Look at the biggest money makers over the last decade or so. Most of them are based on established properties or sequels. Why would they take chances? For every original film Like Inception that makes it, there's a Cloud Atlas, an Interstellar, and a Hugo...
Not my fault. I don't watch or even like most of the big-money making-CG blockbuster-action thriller-comic book-video like movies. Blaah.



Gangster Rap is Shakespeare for the Future
does the world really need another thread where we just rehash the same old "Hollywood only cares about money" discussion?
Maybe we should have one that's like, "Old Hollywood only cares about money." I think people are too caught up in the sequel/remake idea meaning a lack of creativity and a push towards Hollywood as a business. When hasn't Hollywood been that way? We lost thousands of silent films not because people didn't know how to preserve them, but because studios saw no need to keep them. They didn't care about the artistic value of a film, a film was a commodity to be bought and sold, and once they stopped making money on it, it was thrown out. The preservation of film on a large scale only happened really because people realized they could make money on the film at a later time.

As Rosenbaum says in the video, the idea of being bankable is based on doing the same thing over again. The reason Orson Welles' career turned out the way it did was due to him not fitting in to the Hollywood business model



I understand where you're coming from. I believe it goes both ways though, there are films that were tailor-made to try to cater to casual audiences but flopped, like many of those post-Twilight teen novel adaptations.
This is irrelevant because, of course, not every big budget film will succeed. But they were still safer bets than something like Looper or any other original story.

There are also a good number of films that Hollywood took huge chances on and they were hits.
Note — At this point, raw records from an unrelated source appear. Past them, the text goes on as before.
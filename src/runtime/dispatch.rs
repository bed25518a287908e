use crate::config::OverlayConfig;
use crate::model::{InvestigationResult, PauseOption, SettlementAttackType, Unit};
use crate::runtime::command::Command;
use crate::runtime::demo::DemoWorld;
use crate::state::{Direction, OverlayKind, OverlayState, Transition};
use crate::ui::snapshot_to_json;
use tracing::{debug, info, warn};

const NIGHT_EVERY: u32 = 5;

/// Plays the game's input layer: turns commands into overlay transitions and keeps
/// the selection pointers the overlays do not own.
pub struct Session {
    overlay: OverlayState,
    world: DemoWorld,
    turn: u32,
    is_night: bool,
    selected_settlement: Option<usize>,
    selected_unit: Option<usize>,
    warned_this_turn: bool,
    should_exit: bool,
}

impl Session {
    pub fn new(config: OverlayConfig, world: DemoWorld) -> Self {
        let mut overlay = OverlayState::with_config(config).with_player(world.player.clone());
        overlay.toggle_tutorial();
        Self {
            overlay,
            world,
            turn: 1,
            is_night: false,
            selected_settlement: None,
            selected_unit: None,
            warned_this_turn: false,
            should_exit: false,
        }
    }

    pub fn overlay(&self) -> &OverlayState {
        &self.overlay
    }

    pub fn turn(&self) -> u32 {
        self.turn
    }

    pub fn is_night(&self) -> bool {
        self.is_night
    }

    pub fn selected_settlement(&self) -> Option<usize> {
        self.selected_settlement
    }

    pub fn selected_unit(&self) -> Option<usize> {
        self.selected_unit
    }

    pub fn should_exit(&self) -> bool {
        self.should_exit
    }

    pub fn handle(&mut self, command: Command) {
        // Any input dismisses the warning and is otherwise swallowed.
        if self.overlay.remove_warning_if_possible() == Transition::Closed {
            return;
        }
        match command {
            Command::Exit => self.should_exit = true,
            Command::Navigate(direction) => self.navigate(direction),
            Command::Confirm => self.confirm(),
            Command::Back => self.back(),
            Command::TogglePause => {
                self.overlay.toggle_pause();
            }
            Command::ToggleStandard => {
                self.overlay.toggle_standard(self.turn);
            }
            Command::ToggleBlessing => {
                if self.overlay.is_showing(OverlayKind::Standard) {
                    self.overlay.toggle_blessing(self.world.blessings.clone());
                }
            }
            Command::ToggleConstruction => {
                if self.overlay.is_showing(OverlayKind::Settlement) {
                    self.overlay.toggle_construction(
                        self.world.improvements.clone(),
                        self.world.projects.clone(),
                        self.world.unit_plans.clone(),
                    );
                }
            }
            Command::NextSettlement => self.next_settlement(),
            Command::NextUnit => self.next_unit(),
            Command::EndTurn => self.end_turn(),
            Command::Attack => {
                let data = self.world.sample_attack(self.turn);
                self.overlay.toggle_attack(Some(data));
            }
            Command::ClickSettlement => {
                if self.overlay.is_showing(OverlayKind::Unit) {
                    let target = self.world.enemy.settlements.first().cloned();
                    self.overlay
                        .toggle_setl_click(target, Some(self.world.enemy.clone()));
                }
            }
            Command::Investigate => {
                if self.overlay.is_showing(OverlayKind::Unit) {
                    let result = investigation_for_turn(self.turn);
                    self.overlay.toggle_investigation(Some(result));
                }
            }
            Command::DumpSnapshot => match snapshot_to_json(&self.overlay) {
                Ok(json) => info!(snapshot = %json, "overlay snapshot"),
                Err(err) => warn!(%err, "failed to serialise overlay snapshot"),
            },
        }
    }

    fn navigate(&mut self, direction: Direction) {
        let overlay = &mut self.overlay;
        let handled = if overlay.is_showing(OverlayKind::Pause) {
            overlay.navigate_pause(direction)
        } else if overlay.is_showing(OverlayKind::SetlClick) {
            overlay.navigate_setl_click(direction)
        } else if overlay.is_showing(OverlayKind::Blessing) {
            overlay.navigate_blessings(direction)
        } else if overlay.is_showing(OverlayKind::Construction) {
            match direction {
                Direction::Left | Direction::Right => overlay.switch_construction_menu(direction),
                Direction::Up | Direction::Down => overlay.navigate_constructions(direction),
            }
        } else if overlay.is_showing(OverlayKind::Standard) {
            overlay.navigate_standard(direction)
        } else {
            false
        };
        if !handled {
            debug!(?direction, "navigation ignored");
        }
    }

    fn confirm(&mut self) {
        if let Some(option) = self.overlay.pause().map(|pause| pause.option()) {
            match option {
                PauseOption::Resume => {
                    self.overlay.toggle_pause();
                }
                PauseOption::Save => {
                    info!(turn = self.turn, "game saved");
                    self.overlay.record_save();
                }
                PauseOption::Controls => {
                    self.overlay.toggle_controls();
                }
                PauseOption::Quit => self.should_exit = true,
            }
            return;
        }
        if let Some(option) = self.overlay.setl_click().map(|panel| panel.option()) {
            let target = self
                .overlay
                .setl_click()
                .and_then(|panel| panel.settlement.clone());
            self.overlay.toggle_setl_click(None, None);
            match (option, target) {
                (Some(SettlementAttackType::Attack), Some(settlement)) => {
                    let data = self.world.sample_setl_attack(settlement);
                    self.overlay.toggle_setl_attack(Some(data));
                }
                (Some(SettlementAttackType::Besiege), Some(settlement)) => {
                    if let Some(unit) = self.selected_unit_mut() {
                        unit.besieging = true;
                        let unit = unit.clone();
                        self.overlay.update_unit(unit);
                    }
                    self.overlay
                        .toggle_siege_notif(Some(settlement), Some(self.world.player.clone()));
                }
                _ => {}
            }
            return;
        }
        if let Some(blessings) = self.overlay.blessings() {
            if let Some(blessing) = blessings.selected() {
                info!(blessing = %blessing.name, "blessing chosen");
            }
            self.overlay.toggle_blessing(Vec::new());
            return;
        }
        if let Some(panel) = self.overlay.construction() {
            if let Some(selected) = panel.selected() {
                info!(construction = selected.name(), "construction chosen");
            }
            self.overlay.toggle_construction(Vec::new(), Vec::new(), Vec::new());
            return;
        }
        self.back();
    }

    fn back(&mut self) {
        let before = self.overlay.showing().count();
        match self.overlay.remove_layer() {
            Some(OverlayKind::Unit) => self.selected_unit = None,
            Some(OverlayKind::Settlement) => self.selected_settlement = None,
            _ => {}
        }
        if self.overlay.showing().count() == before {
            if self.overlay.is_showing(OverlayKind::Attack) {
                self.overlay.toggle_attack(None);
            } else if self.overlay.is_showing(OverlayKind::SetlAttack) {
                self.overlay.toggle_setl_attack(None);
            } else if self.overlay.is_showing(OverlayKind::SiegeNotif) {
                self.overlay.toggle_siege_notif(None, None);
            } else if self.overlay.is_showing(OverlayKind::Tutorial) {
                self.overlay.toggle_tutorial();
            } else {
                self.overlay.toggle_pause();
            }
        }
    }

    fn next_settlement(&mut self) {
        if !self.overlay.can_iter_settlements_units() {
            return;
        }
        if self.overlay.is_showing(OverlayKind::Unit) {
            self.overlay.toggle_unit(None);
            self.selected_unit = None;
        }
        let count = self.world.player.settlements.len();
        if count == 0 {
            return;
        }
        let next = self.selected_settlement.map_or(0, |idx| (idx + 1) % count);
        let Some(settlement) = self.world.settlement(next).cloned() else {
            return;
        };
        if self.overlay.is_showing(OverlayKind::Settlement) {
            self.overlay.update_settlement(settlement);
            self.selected_settlement = Some(next);
        } else if self.overlay.toggle_settlement(Some(settlement), self.world.player.clone())
            == Transition::Opened
        {
            self.selected_settlement = Some(next);
        }
    }

    fn next_unit(&mut self) {
        if !self.overlay.can_iter_settlements_units() {
            return;
        }
        if self.overlay.is_showing(OverlayKind::Settlement) {
            self.overlay.toggle_settlement(None, self.world.player.clone());
            self.selected_settlement = None;
        }
        let count = self.world.units.len();
        if count == 0 {
            return;
        }
        let next = self.selected_unit.map_or(0, |idx| (idx + 1) % count);
        let Some(unit) = self.world.units.get(next).cloned() else {
            return;
        };
        if self.overlay.is_showing(OverlayKind::Unit) {
            self.overlay.update_unit(unit);
            self.selected_unit = Some(next);
        } else if self.overlay.toggle_unit(Some(unit)) == Transition::Opened {
            self.selected_unit = Some(next);
        }
    }

    fn end_turn(&mut self) {
        if !self.warned_this_turn && !self.overlay.is_showing(OverlayKind::Warning) {
            let idle: Vec<_> = self.world.player.settlements.iter().take(2).cloned().collect();
            let negative = self.world.player.wealth < 0.0;
            self.warned_this_turn = true;
            if self.overlay.toggle_warning(idle, true, negative) == Transition::Opened {
                return;
            }
        }
        self.turn += 1;
        self.warned_this_turn = false;
        self.overlay.update_turn(self.turn);
        info!(turn = self.turn, "turn ended");

        let completed = self.world.completed_constructions(self.turn);
        if !completed.is_empty() {
            self.overlay.toggle_construction_notification(completed);
        }
        if self.turn % NIGHT_EVERY == 0 {
            self.is_night = !self.is_night;
            self.overlay.toggle_night(self.is_night);
        }
        if self.turn == 10 {
            self.overlay.toggle_close_to_vic(self.world.close_to_victory());
        }
    }

    fn selected_unit_mut(&mut self) -> Option<&mut Unit> {
        self.selected_unit
            .and_then(|idx| self.world.units.get_mut(idx))
    }
}

fn investigation_for_turn(turn: u32) -> InvestigationResult {
    const RESULTS: [InvestigationResult; 8] = [
        InvestigationResult::Wealth,
        InvestigationResult::Fortune,
        InvestigationResult::Vision,
        InvestigationResult::Health,
        InvestigationResult::Power,
        InvestigationResult::Stamina,
        InvestigationResult::Upkeep,
        InvestigationResult::Nothing,
    ];
    RESULTS[turn as usize % RESULTS.len()]
}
I remember reading about how if The Lord of the Rings trilogy wasn't successful, it would've pretty much destroyed New Line Cinema, of course we all know that it was a massive success.
Every film is a gamble, it's just that some are much less so than others. The Lord of the Rings had the added bonus of actually being good. That always helps, but isn't needed (Transformers).

What you originally said:

"I got a few minor gripes, the biggest one I'd say is Hollywood's refusal to take chances anymore producing unique, original films to wider audiences."

The point is, every time anyone green lights a film they're taking a gamble, but there are tons of things they can count on to hedge their bets. One of them is sticking with what works. If we wanted "original films for wider audiences" we'd actually go see them. Unfortunately, hundreds of millions of people are going to see The Avengers this summer and, shocking to no one, they're going to make a dozen more of those films. Hell, even you went to see it and you didn't hate it. What are you griping about at all?



Good post Gideon, I agree, especially with the part about movies based on books.

My Number 1 Cinema Grievance:

The sad, sad state of older movie preservation. Something like half of all the silent films ever made are either lost or are disintegrated beyond saving. And 1000s of movies from 1930 to 1960 are in poor shape and in need of saving. Many aren't available on DVD, others are so badly transferred to DVD that there hard to watch.
This is another thing I love about you Citizen...you are one of the few regular posters on this board who is actually aware that there were movies made before 1980.



This is another thing I love about you Citizen...you are one of the few regular posters on this board who is actually aware that there were movies made before 1980.
Huh?

I don't see that trend at all. I'm always quite impressed with how knowledgeable MoFos are about older films, foreign films, and obscure titles.



I would have to say when the only seats available are the seats right in front of the theater.



Formulaic pathos and narrative devices. Inevitable side effect of popularization and loss of exclusivity. It has become a commodity for entertainment industries (well, it has always been a form of entertainment, so this criticism is arguably unwarranted). The art form is hard to find among the sea of redundant entertainment (maybe harder than in the past).

Too much of everything, except groundbreaking originality and creativity... which are, ultimately, context dependent, thus, rare by nature.

Everywhere, not just Hollywood.

So, yeah, this is kinda silly to complain about... just felt like I had to say something.